What Are Some Alternatives For Trazodone?
So what are some of the most common natural alternatives to Trazodone? Here is a list:
- Psychotherapy, Electroconvulsive therapy and other alternative therapies – Therapy is often a viable alternative to medications. Some are short-term, lasting from ten to twenty weeks, or long term. Therapy offers patients the ability to learn more about themselves and focus on behaviors that they can control.
- Acupuncture – While the number of studies are limited, acupuncture has been shown effective in the treatment of depression.
- St. John’s wort – The chemical makeup of St. John’s wort and how it actually works aren’t well understood. There has been however some scientific evidence to support the use of St. John’s wort in the treatment of mild to moderate forms of depression. St. John’s wort has not been proven to be effective in the treatment of severe or major depression.
- Omega-3 fatty acids – There is some research to suggest that Omega-3 fatty acids can help smooth out the mood swings associated with depression. There still needs to be additional research done on this supplement.
- Vitamin B6 – Vitamin B6 is often used int the treatment of depression in women especially those taking oral contraceptives. This is because B6 helps in the enzymatic syntheses of neurotransmitters like serotonin and dopamine.
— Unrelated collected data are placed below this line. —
// 日志工具模块
//
// 封装 flexi_logger 的初始化和关闭操作，确保异步日志正确 flush

use crate::config::LogConfig;
use crate::core::KspResult;
use flexi_logger::{Cleanup, Criterion, FileSpec, Logger, LoggerHandle, Naming, WriteMode};
use parking_lot::Mutex;

/// 全局日志句柄，用于程序退出时 flush
static LOGGER_HANDLE: Mutex<Option<LoggerHandle>> = Mutex::new(None);

/// 初始化日志系统
///
/// `config.to_file` 为 true 时写入按大小轮转的日志文件（异步写入），
/// 否则输出到 stderr。重复初始化时只替换级别设置。
///
/// # Examples
/// ```no_run
/// use kpaths::config::LogConfig;
/// use kpaths::utils::logging;
///
/// let config = LogConfig::default();
/// logging::init(&config).expect("日志初始化失败");
/// ```
pub fn init(config: &LogConfig) -> KspResult<()> {
    let mut guard = LOGGER_HANDLE.lock();
    if let Some(handle) = guard.as_mut() {
        handle.parse_new_spec(&config.level)?;
        return Ok(());
    }

    let logger = Logger::try_with_str(&config.level)?;
    let handle = if config.to_file {
        logger
            .log_to_file(
                FileSpec::default()
                    .basename(&config.file)
                    .directory(&config.dir),
            )
            .rotate(
                Criterion::Size(config.max_file_size),
                Naming::Numbers,
                Cleanup::KeepLogFiles(config.max_files),
            )
            .write_mode(WriteMode::Async)
            .append()
            .start()?
    } else {
        logger.log_to_stderr().start()?
    };

    // 保存句柄供后续 flush 使用
    *guard = Some(handle);
    drop(guard);

    if config.to_file {
        log::info!("日志系统初始化完成: {}/{}", config.dir, config.file);
    }
    Ok(())
}

/// 刷新日志
///
/// 在程序退出前调用，确保所有异步日志都已写入文件。
/// 句柄保留，`log` 门面只能设置一次全局 logger。
pub fn shutdown() {
    if let Some(handle) = LOGGER_HANDLE.lock().as_ref() {
        handle.flush();
    }
}

/// 检查日志系统是否已初始化
pub fn is_initialized() -> bool {
    LOGGER_HANDLE.lock().is_some()
}
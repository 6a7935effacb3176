//! Route - 链表结构的路径表示
//!
//! 使用共享所有权实现前缀共享：扩展路径只创建一个新节点指向父路径，
//! 父路径本身永不修改。
//!
//! # 核心特性
//!
//! 1. **O(1)扩展**：`extend` 不复制已有节点
//! 2. **共享前缀**：同一父路径的所有扩展共享父路径内存
//! 3. **身份比较**：`same_as` 比较两个值是否为同一次构建的路径，
//!    结果账本用它判断队列中的路径是否已被淘汰
//! 4. **排名键**：`rank_cmp` 按 (代价, 节点数, 自末端起的节点序列) 比较，
//!    与线程调度无关；两条路径追加同一段后缀后先后关系不变
//! 5. **访问集合**：`start_tracked`/`extend_tracked` 构建的路径携带持久化节点集合，
//!    `visits` 的代价与路径长度无关
//!
//! 释放很长的路径时逐层解开父链，不会递归爆栈。

use std::cmp::Ordering;
use std::fmt;
use std::sync::Arc;

use crate::core::{Cost, NodeKey, Weight};

use super::visited::NodeSet;

/// 从搜索起点出发的一条路径（walk）及其累计代价
#[derive(Clone)]
pub struct Route<N: NodeKey> {
    link: Arc<Link<N>>,
}

struct Link<N: NodeKey> {
    /// 父路径（None表示起点）
    parent: Option<Route<N>>,
    /// 末端节点
    node: N,
    /// 累计代价
    cost: Cost,
    /// 节点数（缓存，避免递归计算）
    len: usize,
    /// 已访问节点的下标集合，仅跟踪模式下存在
    visited: Option<NodeSet>,
}

impl<N: NodeKey> Drop for Link<N> {
    fn drop(&mut self) {
        // 只有最后一个持有者负责释放父节点，逐层向起点推进
        let mut parent = self.parent.take();
        while let Some(route) = parent {
            parent = Arc::into_inner(route.link).and_then(|mut link| link.parent.take());
        }
    }
}

impl<N: NodeKey> Route<N> {
    /// 创建起点路径，代价为0
    pub fn start(node: N) -> Self {
        Self {
            link: Arc::new(Link {
                parent: None,
                node,
                cost: 0,
                len: 1,
                visited: None,
            }),
        }
    }

    /// 创建跟踪访问集合的起点路径，`id` 为起点在节点索引中的下标
    pub fn start_tracked(node: N, id: usize) -> Self {
        Self {
            link: Arc::new(Link {
                parent: None,
                node,
                cost: 0,
                len: 1,
                visited: Some(NodeSet::new().insert(id)),
            }),
        }
    }

    /// 沿一条边扩展路径，返回新路径
    pub fn extend(&self, node: N, weight: Weight) -> Self {
        self.extend_with(node, weight, None)
    }

    /// 扩展路径并把 `id` 加入访问集合；父路径不跟踪时与 `extend` 相同
    pub fn extend_tracked(&self, node: N, id: usize, weight: Weight) -> Self {
        let visited = self.link.visited.as_ref().map(|set| set.insert(id));
        self.extend_with(node, weight, visited)
    }

    fn extend_with(&self, node: N, weight: Weight, visited: Option<NodeSet>) -> Self {
        Self {
            link: Arc::new(Link {
                parent: Some(self.clone()),
                node,
                cost: self.link.cost + Cost::from(weight),
                len: self.link.len + 1,
                visited,
            }),
        }
    }

    /// 末端节点
    pub fn last(&self) -> &N {
        &self.link.node
    }

    /// 起点节点
    pub fn first(&self) -> &N {
        let mut current = self;
        while let Some(parent) = current.parent() {
            current = parent;
        }
        current.last()
    }

    pub fn cost(&self) -> Cost {
        self.link.cost
    }

    /// 路径上的节点数，至少为1
    pub fn len(&self) -> usize {
        self.link.len
    }

    /// 边数
    pub fn hops(&self) -> usize {
        self.link.len - 1
    }

    pub fn is_empty(&self) -> bool {
        false
    }

    pub fn parent(&self) -> Option<&Route<N>> {
        self.link.parent.as_ref()
    }

    /// 从末端向起点遍历节点
    pub fn iter_rev(&self) -> RevNodes<'_, N> {
        RevNodes {
            current: Some(self),
        }
    }

    /// 按起点到末端的顺序收集节点
    pub fn nodes(&self) -> Vec<N> {
        let mut nodes: Vec<N> = self.iter_rev().cloned().collect();
        nodes.reverse();
        nodes
    }

    pub fn contains(&self, node: &N) -> bool {
        self.iter_rev().any(|n| n == node)
    }

    /// 路径是否经过 `node`
    ///
    /// 路径跟踪访问集合且给出下标时查集合，否则退化为逐节点比较
    pub fn visits(&self, node: &N, id: Option<usize>) -> bool {
        match (&self.link.visited, id) {
            (Some(set), Some(id)) => set.contains(id),
            _ => self.contains(node),
        }
    }

    pub fn is_tracked(&self) -> bool {
        self.link.visited.is_some()
    }

    /// 按 (代价, 节点数, 自末端起的节点序列) 比较
    ///
    /// 只有节点序列完全相同的路径才相等
    pub fn rank_cmp(&self, other: &Route<N>) -> Ordering {
        self.cost()
            .cmp(&other.cost())
            .then_with(|| self.len().cmp(&other.len()))
            .then_with(|| self.iter_rev().cmp(other.iter_rev()))
    }

    /// 是否为同一次构建出的路径（指针相等）
    pub fn same_as(&self, other: &Route<N>) -> bool {
        Arc::ptr_eq(&self.link, &other.link)
    }
}

/// 反向节点迭代器
pub struct RevNodes<'a, N: NodeKey> {
    current: Option<&'a Route<N>>,
}

impl<'a, N: NodeKey> Iterator for RevNodes<'a, N> {
    type Item = &'a N;

    fn next(&mut self) -> Option<Self::Item> {
        let route = self.current?;
        self.current = route.parent();
        Some(route.last())
    }
}

/// 结构相等：代价与节点序列都相同
impl<N: NodeKey> PartialEq for Route<N> {
    fn eq(&self, other: &Self) -> bool {
        self.same_as(other)
            || (self.cost() == other.cost()
                && self.len() == other.len()
                && self.iter_rev().eq(other.iter_rev()))
    }
}

impl<N: NodeKey> Eq for Route<N> {}

impl<N: NodeKey> fmt::Debug for Route<N> {
    fn fmt(&self, f: &mut fmt::Formatter<'_>) -> fmt::Result {
        f.debug_struct("Route")
            .field("cost", &self.cost())
            .field("nodes", &self.nodes())
            .finish()
    }
}
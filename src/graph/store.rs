//! 邻接存储
//!
//! 节点到 (邻居 -> 权重) 的映射。插入是对称的，同一对节点的后一次插入覆盖
//! 前一次的权重（两个方向同时覆盖，不累加）。
//!
//! 图只在搜索开始前顺序构建；搜索期间以 `&GraphStore` 共享，只读。

use std::collections::{BTreeMap, HashMap};

use crate::core::{NodeKey, Weight};

use super::distance::DistanceTo;
use super::matrix::{DistanceMatrix, NodeIndex};

/// 邻居集合：邻居 -> 边权重
///
/// 按节点排序遍历，保证扩展顺序确定
pub type Neighbors<N> = BTreeMap<N, Weight>;

/// 带权无向图
#[derive(Debug, Clone)]
pub struct GraphStore<N: NodeKey> {
    connections: HashMap<N, Neighbors<N>>,
    /// 节点首次出现的顺序
    order: Vec<N>,
    empty: Neighbors<N>,
}

impl<N: NodeKey> Default for GraphStore<N> {
    fn default() -> Self {
        Self::new()
    }
}

impl<N: NodeKey> GraphStore<N> {
    pub fn new() -> Self {
        Self {
            connections: HashMap::new(),
            order: Vec::new(),
            empty: Neighbors::new(),
        }
    }

    /// 从边列表构建图
    pub fn from_edges<I>(edges: I) -> Self
    where
        I: IntoIterator<Item = (N, N, Weight)>,
    {
        let mut graph = Self::new();
        graph.extend_edges(edges);
        graph
    }

    /// 批量插入边
    pub fn extend_edges<I>(&mut self, edges: I)
    where
        I: IntoIterator<Item = (N, N, Weight)>,
    {
        for (a, b, weight) in edges {
            self.insert_edge(a, b, weight);
        }
    }

    /// 插入或更新一条对称边
    pub fn insert_edge(&mut self, a: N, b: N, weight: Weight) {
        self.neighbors_mut(&a).insert(b.clone(), weight);
        self.neighbors_mut(&b).insert(a, weight);
    }

    fn neighbors_mut(&mut self, node: &N) -> &mut Neighbors<N> {
        let order = &mut self.order;
        self.connections.entry(node.clone()).or_insert_with(|| {
            order.push(node.clone());
            Neighbors::new()
        })
    }

    /// 获取节点的邻居；未知节点返回空集合
    pub fn neighbors_of(&self, node: &N) -> &Neighbors<N> {
        self.connections.get(node).unwrap_or(&self.empty)
    }

    /// 获取两个节点之间直接边的权重
    pub fn weight(&self, a: &N, b: &N) -> Option<Weight> {
        self.connections.get(a).and_then(|n| n.get(b)).copied()
    }

    pub fn contains(&self, node: &N) -> bool {
        self.connections.contains_key(node)
    }

    pub fn node_count(&self) -> usize {
        self.order.len()
    }

    /// 无向边数量，自环计一次
    pub fn edge_count(&self) -> usize {
        let mut entries = 0;
        let mut loops = 0;
        for (node, neighbors) in &self.connections {
            entries += neighbors.len();
            if neighbors.contains_key(node) {
                loops += 1;
            }
        }
        (entries + loops) / 2
    }

    pub fn is_empty(&self) -> bool {
        self.order.is_empty()
    }

    /// 按首次出现顺序遍历节点
    pub fn nodes(&self) -> impl Iterator<Item = &N> {
        self.order.iter()
    }

    /// 构建节点到矩阵下标的双射
    pub fn node_index(&self) -> NodeIndex<N> {
        NodeIndex::from_order(self.order.iter().cloned())
    }

    /// 构建直接距离矩阵
    ///
    /// 仅用于信息输出，路径搜索不使用该矩阵
    pub fn build_distance_matrix(&self) -> DistanceMatrix<N> {
        DistanceMatrix::build(self)
    }

    /// 计算每个节点到 `target` 的最短距离
    pub fn distances_to(&self, target: &N) -> DistanceTo<N> {
        DistanceTo::build(self, target)
    }
}

impl<N: NodeKey> FromIterator<(N, N, Weight)> for GraphStore<N> {
    fn from_iter<I: IntoIterator<Item = (N, N, Weight)>>(iter: I) -> Self {
        Self::from_edges(iter)
    }
}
This also means that B6 can also help with the treatment of depression and mood changes involving women with PMS.
- SAMe (S-adenosyl-L-methionine) – While not effective for everyone, neither are antidepressants.
- 5-HTP (5-hydroxytryptophan) – 5-HTP has been shown to be effective alone and can also be used in conjunction with antidepressants.
We hope that you find these alternative treatments effective. Make sure and consult your doctor especially if you are taking prescription medications.